[MATERIALS PROVIDED Boundary: Start]

#![forbid(unsafe_code)]

//! Condition evaluation against live namespace data.
//!
//! Compiled conditions hold no state; [`evaluate`] asks a
//! [`NamespaceResolver`] for the current values every time it runs.
//!
//! # Semantics
//!
//! | Form | Result |
//! |------|--------|
//! | reference | truthiness of the resolved value (missing → false) |
//! | call | truthiness of the resolver's answer (unsupported → false) |
//! | `===` / `!==` | same JSON type and equal value |
//! | `==` / `!=` | equal after numeric-string / boolean coercion |
//! | `>` `>=` `<` `<=` | numeric when both sides coerce, else string ordering |
//!
//! Comparisons against the `param` namespace first render the left side as
//! a string, since operands there are always strings.

use crate::condition::{ConditionExpression, Operator, PropertyPath};
use serde_json::Value;
use std::cmp::Ordering;

/// Supplies values for property paths and namespace functions.
pub trait NamespaceResolver {
    /// Current value at `path`, or `None` when it does not exist.
    fn resolve(&self, path: &PropertyPath) -> Option<Value>;

    /// Result of `object.method(args)`, or `None` when unsupported.
    fn call(&self, object: &str, method: &str, args: &[Value]) -> Option<Value> {
        let _ = (object, method, args);
        None
    }
}

/// Evaluate a compiled condition.
pub fn evaluate(expr: &ConditionExpression, resolver: &dyn NamespaceResolver) -> bool {
    match expr {
        ConditionExpression::PropertyReference(path) => resolver.resolve(path).is_some_and(|v| is_truthy(&v)),
        ConditionExpression::FunctionCall { object, method, args } => {
            resolver.call(object, method, args).is_some_and(|v| is_truthy(&v))
        }
        ConditionExpression::Comparison { left, operator, right } => {
            let mut lhs = resolver.resolve(left).unwrap_or(Value::Null);
            if left.is_param() && !lhs.is_null() {
                lhs = Value::String(display_string(&lhs));
            }
            compare(&lhs, *operator, right)
        }
    }
}

/// Script-style truthiness.
#[must_use]
pub fn is_truthy(value: &Value) -> bool {
    match value {
        Value::Null => false,
        Value::Bool(b) => *b,
        Value::Number(n) => n.as_f64().is_some_and(|f| f != 0.0 && !f.is_nan()),
        Value::String(s) => !s.is_empty(),
        Value::Array(_) | Value::Object(_) => true,
    }
}

/// Apply `operator` to two values.
#[must_use]
pub fn compare(lhs: &Value, operator: Operator, rhs: &Value) -> bool {
    match operator {
        Operator::StrictEq => strict_eq(lhs, rhs),
        Operator::StrictNe => !strict_eq(lhs, rhs),
        Operator::Eq => loose_eq(lhs, rhs),
        Operator::Ne => !loose_eq(lhs, rhs),
        Operator::Gt => ordering(lhs, rhs) == Some(Ordering::Greater),
        Operator::Ge => matches!(ordering(lhs, rhs), Some(Ordering::Greater | Ordering::Equal)),
        Operator::Lt => ordering(lhs, rhs) == Some(Ordering::Less),
        Operator::Le => matches!(ordering(lhs, rhs), Some(Ordering::Less | Ordering::Equal)),
    }
}

fn strict_eq(lhs: &Value, rhs: &Value) -> bool {
    match (lhs, rhs) {
        (Value::Number(a), Value::Number(b)) => a.as_f64() == b.as_f64(),
        _ => lhs == rhs,
    }
}

fn loose_eq(lhs: &Value, rhs: &Value) -> bool {
    if strict_eq(lhs, rhs) {
        return true;
    }
    match (lhs, rhs) {
        (Value::Null, _) | (_, Value::Null) => false,
        (Value::String(a), Value::String(b)) => a == b,
        _ => match (as_number(lhs), as_number(rhs)) {
            (Some(a), Some(b)) => a == b,
            _ => false,
        },
    }
}

fn ordering(lhs: &Value, rhs: &Value) -> Option<Ordering> {
    if let (Some(a), Some(b)) = (as_number(lhs), as_number(rhs)) {
        return a.partial_cmp(&b);
    }
    match (lhs, rhs) {
        (Value::String(a), Value::String(b)) => Some(a.cmp(b)),
        _ => None,
    }
}

/// Numeric view of a value: numbers, numeric strings and booleans.
#[must_use]
pub fn as_number(value: &Value) -> Option<f64> {
    match value {
        Value::Number(n) => n.as_f64(),
        Value::Bool(b) => Some(if *b { 1.0 } else { 0.0 }),
        Value::String(s) => {
            let trimmed = s.trim();
            if trimmed.is_empty() {
                None
            } else {
                trimmed.parse::<f64>().ok().filter(|f| f.is_finite())
            }
        }
        _ => None,
    }
}

/// Render a value the way it would appear as attribute text.
#[must_use]
pub fn display_string(value: &Value) -> String {
    match value {
        Value::Null => String::new(),
        Value::String(s) => s.clone(),
        other => other.to_string(),
    }
}

/// Look up a dotted path inside a JSON value.
///
/// Segments index objects by key and arrays by position; `length` on an
/// array or string yields its length.
#[must_use]
pub fn json_path(value: &Value, path: &str) -> Option<Value> {
    if path.is_empty() {
        return Some(value.clone());
    }
    let mut current = value;
    let mut segments = path.split('.').peekable();
    while let Some(segment) = segments.next() {
        let next = match current {
            Value::Object(map) => map.get(segment),
            Value::Array(items) => match segment {
                "length" => return segments.peek().is_none().then(|| Value::from(items.len())),
                _ => segment.parse::<usize>().ok().and_then(|i| items.get(i)),
            },
            Value::String(s) if segment == "length" => {
                return segments.peek().is_none().then(|| Value::from(s.chars().count()));
            }
            _ => None,
        };
        current = next?;
    }
    Some(current.clone())
}

#[cfg(test)]
mod tests {
    use super::*;
    use crate::condition::compile_condition;
    use serde_json::json;

    struct Fixed(Value);

    impl NamespaceResolver for Fixed {
        fn resolve(&self, path: &PropertyPath) -> Option<Value> {
            self.0
                .get(&path.object)
                .and_then(|ns| json_path(ns, &path.property))
        }

        fn call(&self, object: &str, method: &str, args: &[Value]) -> Option<Value> {
            match (object, method) {
                ("cart", "hasItem") => {
                    let items = self.0.pointer("/cart/items")?.as_array()?;
                    let wanted = args.first()?;
                    Some(Value::Bool(
                        items.iter().any(|i| loose_eq(&i["packageId"], wanted)),
                    ))
                }
                _ => None,
            }
        }
    }

    fn data() -> Fixed {
        Fixed(json!({
            "cart": {"total": 120.5, "isEmpty": false, "items": [{"packageId": 7}], "code": "SAVE"},
            "param": {"ref": "abc123", "x": "123"},
        }))
    }

    fn check(expr: &str) -> bool {
        evaluate(&compile_condition(expr), &data())
    }

    #[test]
    fn references_use_truthiness() {
        assert!(!check("cart.isEmpty"));
        assert!(check("cart.items"));
        assert!(!check("cart.missing"));
        assert!(check("cart.items.length"));
    }

    #[test]
    fn numeric_comparisons() {
        assert!(check("cart.total > 100"));
        assert!(check("cart.total >= 120.5"));
        assert!(!check("cart.total < 100"));
        assert!(check("cart.items.length == 1"));
    }

    #[test]
    fn strict_vs_loose() {
        assert!(check("cart.items.0.packageId == '7'"));
        assert!(!check("cart.items.0.packageId === '7'"));
        assert!(check("cart.items.0.packageId === 7"));
        assert!(check("cart.code !== 'OTHER'"));
    }

    #[test]
    fn params_compare_as_strings() {
        assert!(check("param.x == 123"));
        assert!(check("param.x === 123"));
        assert!(check("params.ref === \"abc123\""));
        assert!(!check("param.missing == 0"));
    }

    #[test]
    fn function_calls() {
        assert!(check("cart.hasItem(7)"));
        assert!(!check("cart.hasItem(8)"));
        assert!(!check("cart.unknown()"));
    }

    #[test]
    fn json_path_edges() {
        let v = json!({"a": {"b": [10, {"c": "hey"}]}});
        assert_eq!(json_path(&v, "a.b.1.c"), Some(json!("hey")));
        assert_eq!(json_path(&v, "a.b.length"), Some(json!(2)));
        assert_eq!(json_path(&v, "a.b.1.c.length"), Some(json!(3)));
        assert_eq!(json_path(&v, "a.b.9"), None);
        assert_eq!(json_path(&v, "a.x.y"), None);
        assert_eq!(json_path(&v, ""), Some(v.clone()));
    }

    #[test]
    fn truthiness() {
        assert!(!is_truthy(&json!(0)));
        assert!(!is_truthy(&json!("")));
        assert!(is_truthy(&json!("0")));
        assert!(is_truthy(&json!([])));
        assert!(!is_truthy(&Value::Null));
    }
}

[MATERIALS PROVIDED Boundary: End]

**EXERCISE BRIEF:**
Scan the data above for the word "Result". Copy every line in which it is found.

**ANSWER TO THIS TASK:**
//! | Form | Result |
    /// Result of `object.method(args)`, or `None` when unsupported.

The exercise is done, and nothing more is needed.